Again, as at every party I attend, I am left in a situation where I must desperately reconcile the meaningful cultural archetypes I am attached to with the reality of who people really are and what they are really doing. Do my Pisces friends like me? Or do they get kicks out of scrutinising my insecurities? Maybe I should find myself a Scorpio man to dominate me like my Aunt suggested. I wonder if Hugh is still mad at me for stealing his brie. Oh whatever, I concede, it’s probably my rebellious Jupiter in Sagittarius.
Sarah finishes telling the group about her molars, and after a deeply uncomfortable but contemplative silence, Jeremy speaks up about what it was like to incarnate on Earth. He says he remembers what is was like to be a soul, to be in his eternal non-physical perspective. He says he remembers the feeling of diving through the Leo stargate, and the feeling of his chosen astrological planetary aspects locking into place in his energetics as he descended to the surface of the planet.

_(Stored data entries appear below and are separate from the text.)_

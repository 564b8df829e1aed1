//! pcc-blackbox library
//!
//! Black-box integration scenarios for a PCC cluster-management server:
//! node enrollment over PXE, hardware and storage inventory, Portus
//! installation and removal, BMC power control.
//!
//! ## Modules
//!
//! - `config`: test environment file
//! - `context`: client, verifier and BMC access shared by scenarios
//! - `scenarios`: the scenarios themselves
//! - `ipmi`: `ipmitool` wrapper

pub mod cli;
pub mod config;
pub mod context;
pub mod error;
pub mod ipmi;
pub mod scenarios;

pub use cli::Cli;
pub use config::TestEnv;
pub use context::TestContext;
//! Request and response types of the PCC gateway.

use chrono::{DateTime, Utc};
use serde::{Deserialize, Serialize};
use serde_json::{Map, Value};

/// Envelope wrapped around every gateway response.
#[derive(Debug, Clone, Deserialize)]
pub(crate) struct GatewayResponse {
    #[serde(default)]
    pub status: u16,

    #[serde(default)]
    pub message: String,

    #[serde(default)]
    pub error: String,

    #[serde(default)]
    pub data: Value,
}

/// Connection status reported for a node agent that is reachable.
pub const NODE_ONLINE: &str = "online";

/// Server-side notification as returned by the history endpoint.
#[derive(Debug, Clone, Serialize, Deserialize)]
#[serde(rename_all = "camelCase")]
pub struct PccNotification {
    #[serde(default)]
    pub id: u64,

    pub message: String,

    #[serde(default)]
    pub target_id: Option<u64>,

    #[serde(default)]
    pub level: Option<String>,

    #[serde(with = "chrono::serde::ts_milliseconds")]
    pub created_at: DateTime<Utc>,
}

impl From<PccNotification> for pcc_verify::Notification {
    fn from(n: PccNotification) -> Self {
        Self {
            text: n.message,
            timestamp: n.created_at,
            target_id: n.target_id,
        }
    }
}

/// A managed node (server or invader switch).
#[derive(Debug, Clone, Serialize, Deserialize)]
#[serde(rename_all = "camelCase")]
pub struct Node {
    pub id: u64,

    #[serde(default)]
    pub name: String,

    #[serde(default)]
    pub host: String,

    /// Invaders are switches; applications are never installed on them.
    #[serde(default)]
    pub invader: bool,

    #[serde(default)]
    pub node_availability_status: Option<NodeAvailability>,

    /// Only filled in by the single-node endpoint.
    #[serde(default)]
    pub interfaces: Vec<InterfaceDetail>,
}

#[derive(Debug, Clone, Serialize, Deserialize)]
#[serde(rename_all = "camelCase")]
pub struct NodeAvailability {
    #[serde(default)]
    pub connection_status: String,
}

impl Node {
    pub fn is_online(&self) -> bool {
        self.node_availability_status
            .as_ref()
            .is_some_and(|a| a.connection_status == NODE_ONLINE)
    }
}

/// Administrative state of a network interface.
#[derive(Debug, Clone, Copy, PartialEq, Eq, Serialize, Deserialize)]
#[serde(rename_all = "lowercase")]
pub enum AdminStatus {
    Up,
    Down,
}

impl AdminStatus {
    pub fn as_str(self) -> &'static str {
        match self {
            Self::Up => "up",
            Self::Down => "down",
        }
    }
}

/// A network interface as discovered on a node.
#[derive(Debug, Clone, Serialize, Deserialize)]
#[serde(rename_all = "camelCase")]
pub struct Interface {
    pub id: i64,

    #[serde(default)]
    pub name: String,

    #[serde(default)]
    pub mac_address: String,

    #[serde(default)]
    pub admin_status: String,

    /// `ready`, `queued`, `updating`, `stale`, `offline` or `unknown`.
    #[serde(default)]
    pub intf_state: String,

    #[serde(flatten)]
    pub settings: Map<String, Value>,
}

#[derive(Debug, Clone, Serialize, Deserialize)]
#[serde(rename_all = "camelCase")]
pub struct InterfaceDetail {
    pub interface: Interface,

    #[serde(default)]
    pub remote_links_details: Vec<Value>,
}

/// Desired interface configuration.
#[derive(Debug, Clone, Default, Serialize, Deserialize)]
#[serde(rename_all = "camelCase")]
pub struct InterfaceRequest {
    pub interface_id: i64,

    pub node_id: u64,

    #[serde(rename = "ifName")]
    pub name: String,

    pub ipv4_addresses: Vec<String>,

    pub ipv6_addresses: Vec<String>,

    /// `"true"` or `"false"`; the gateway takes a string.
    pub management: String,

    pub gateway: String,

    pub autoneg: String,

    #[serde(skip_serializing_if = "Option::is_none")]
    pub speed: Option<u64>,

    pub fec_type: String,

    pub media_type: String,

    #[serde(skip_serializing_if = "Option::is_none")]
    pub mtu: Option<u64>,

    pub admin_status: String,

    pub managed_by_pcc: bool,
}

/// Interface of `interfaces` with the given MAC address.
pub fn find_interface_by_mac<'a>(
    interfaces: &'a [InterfaceDetail],
    mac: &str,
) -> Option<&'a InterfaceDetail> {
    if mac.is_empty() {
        return None;
    }
    interfaces
        .iter()
        .find(|i| i.interface.mac_address.eq_ignore_ascii_case(mac))
}

/// Hardware inventory of a node, as persisted after enrollment.
#[derive(Debug, Clone, Serialize, Deserialize)]
#[serde(rename_all = "camelCase")]
pub struct HardwareInventory {
    pub node_id: u64,

    #[serde(default)]
    pub bus: Bus,
}

#[derive(Debug, Clone, Default, Serialize, Deserialize)]
pub struct Bus {
    #[serde(default)]
    pub bmc: Bmc,
}

#[derive(Debug, Clone, Default, Serialize, Deserialize)]
pub struct Bmc {
    #[serde(default)]
    pub ipcfg: IpConfig,
}

#[derive(Debug, Clone, Default, Serialize, Deserialize)]
pub struct IpConfig {
    #[serde(default)]
    pub ipaddress: String,
}

impl HardwareInventory {
    pub fn bmc_address(&self) -> &str {
        &self.bus.bmc.ipcfg.ipaddress
    }
}

/// Storage inventory of a node.
#[derive(Debug, Clone, Default, Serialize, Deserialize)]
pub struct StorageNode {
    #[serde(default)]
    pub children: Vec<Value>,
}

/// Portus (container registry) deployment.
#[derive(Debug, Clone, Default, Serialize, Deserialize)]
#[serde(rename_all = "camelCase")]
pub struct PortusConfiguration {
    #[serde(default)]
    pub id: u64,

    #[serde(default)]
    pub node_id: u64,

    #[serde(default)]
    pub name: String,

    #[serde(default, skip_serializing_if = "Option::is_none")]
    pub registry_cert_id: Option<u64>,

    #[serde(default, skip_serializing_if = "Option::is_none")]
    pub registry_key_id: Option<u64>,

    #[serde(default, skip_serializing_if = "Option::is_none")]
    pub authentication_profile: Option<Value>,

    /// Remaining deployment settings, passed through untouched.
    #[serde(flatten)]
    pub settings: Map<String, Value>,
}

/// Certificate stored in the key manager.
#[derive(Debug, Clone, Serialize, Deserialize)]
#[serde(rename_all = "camelCase")]
pub struct Certificate {
    pub id: u64,

    #[serde(default)]
    pub alias: String,

    #[serde(default)]
    pub description: String,
}

/// Private key stored in the key manager.
#[derive(Debug, Clone, Serialize, Deserialize)]
#[serde(rename_all = "camelCase")]
pub struct SecurityKey {
    pub id: u64,

    #[serde(default)]
    pub alias: String,

    #[serde(default)]
    pub description: String,
}

/// Authentication profile (LDAP and similar).
#[derive(Debug, Clone, Serialize, Deserialize)]
pub struct AuthProfile {
    pub id: u64,

    pub name: String,

    #[serde(flatten)]
    pub settings: Map<String, Value>,
}
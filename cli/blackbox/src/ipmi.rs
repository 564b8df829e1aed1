//! BMC power control over IPMI.

use async_trait::async_trait;
use thiserror::Error;
use tokio::process::Command;
use tracing::{debug, info};

use crate::config::Server;

#[derive(Debug, Error)]
pub enum BmcError {
    #[error("failed to run ipmitool: {0}")]
    Spawn(#[from] std::io::Error),

    #[error("ipmitool {command} on {host} exited with {status}: {output}")]
    Failed {
        host: String,
        command: String,
        status: String,
        output: String,
    },
}

/// Out-of-band control of a server.
#[async_trait]
pub trait BmcController: Send + Sync {
    /// Run one chassis command, e.g. `["chassis", "power", "cycle"]`.
    async fn chassis(&self, server: &Server, args: &[&str]) -> Result<String, BmcError>;

    /// Boot from the network on next start, then power cycle.
    async fn pxeboot(&self, server: &Server) -> Result<(), BmcError> {
        self.chassis(server, &["chassis", "bootdev", "pxe"]).await?;
        self.power_cycle(server).await
    }

    async fn power_cycle(&self, server: &Server) -> Result<(), BmcError> {
        self.chassis(server, &["chassis", "power", "cycle"])
            .await
            .map(|_| ())
    }
}

/// [`BmcController`] shelling out to `ipmitool -I lanplus`.
#[derive(Debug, Clone)]
pub struct Ipmitool {
    program: String,
}

impl Default for Ipmitool {
    fn default() -> Self {
        Self {
            program: "ipmitool".to_string(),
        }
    }
}

impl Ipmitool {
    pub fn with_program(program: impl Into<String>) -> Self {
        Self {
            program: program.into(),
        }
    }

    fn args(server: &Server, command: &[&str]) -> Vec<String> {
        let mut args: Vec<String> = [
            "-I",
            "lanplus",
            "-H",
            server.bmc_ip.as_str(),
            "-U",
            server.bmc_user.as_str(),
            "-P",
            server.bmc_password.as_str(),
        ]
        .iter()
        .map(|s| s.to_string())
        .collect();
        args.extend(command.iter().map(|s| s.to_string()));
        args
    }
}

#[async_trait]
impl BmcController for Ipmitool {
    async fn chassis(&self, server: &Server, args: &[&str]) -> Result<String, BmcError> {
        let command = args.join(" ");
        debug!(host = %server.bmc_ip, command = %command, "Running ipmitool");

        let output = Command::new(&self.program)
            .args(Self::args(server, args))
            .output()
            .await?;

        let stdout = String::from_utf8_lossy(&output.stdout).into_owned();
        if !output.status.success() {
            let stderr = String::from_utf8_lossy(&output.stderr);
            return Err(BmcError::Failed {
                host: server.bmc_ip.clone(),
                command,
                status: output.status.to_string(),
                output: format!("{}{}", stdout, stderr).trim().to_string(),
            });
        }

        info!(host = %server.bmc_ip, command = %command, "ipmitool succeeded");
        Ok(stdout)
    }
}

I just stare at Neo glumly, scanning her now dull pancake face for any sign of confirmation. Is this real? And why would she know the answer? Maybe it’s a reflection of my unmet childhood need for reassurance, or maybe it’s my Sun in Libra. Maybe it’s worth having mystical ways of understanding our personalities, and maybe our dreams and cosmic connections are worth being interested in. But does all this change who we are? Does it change who we think we are? How do we measure these changes? And who can tell me what is real? I get up and move to the kitchen for a glass of water.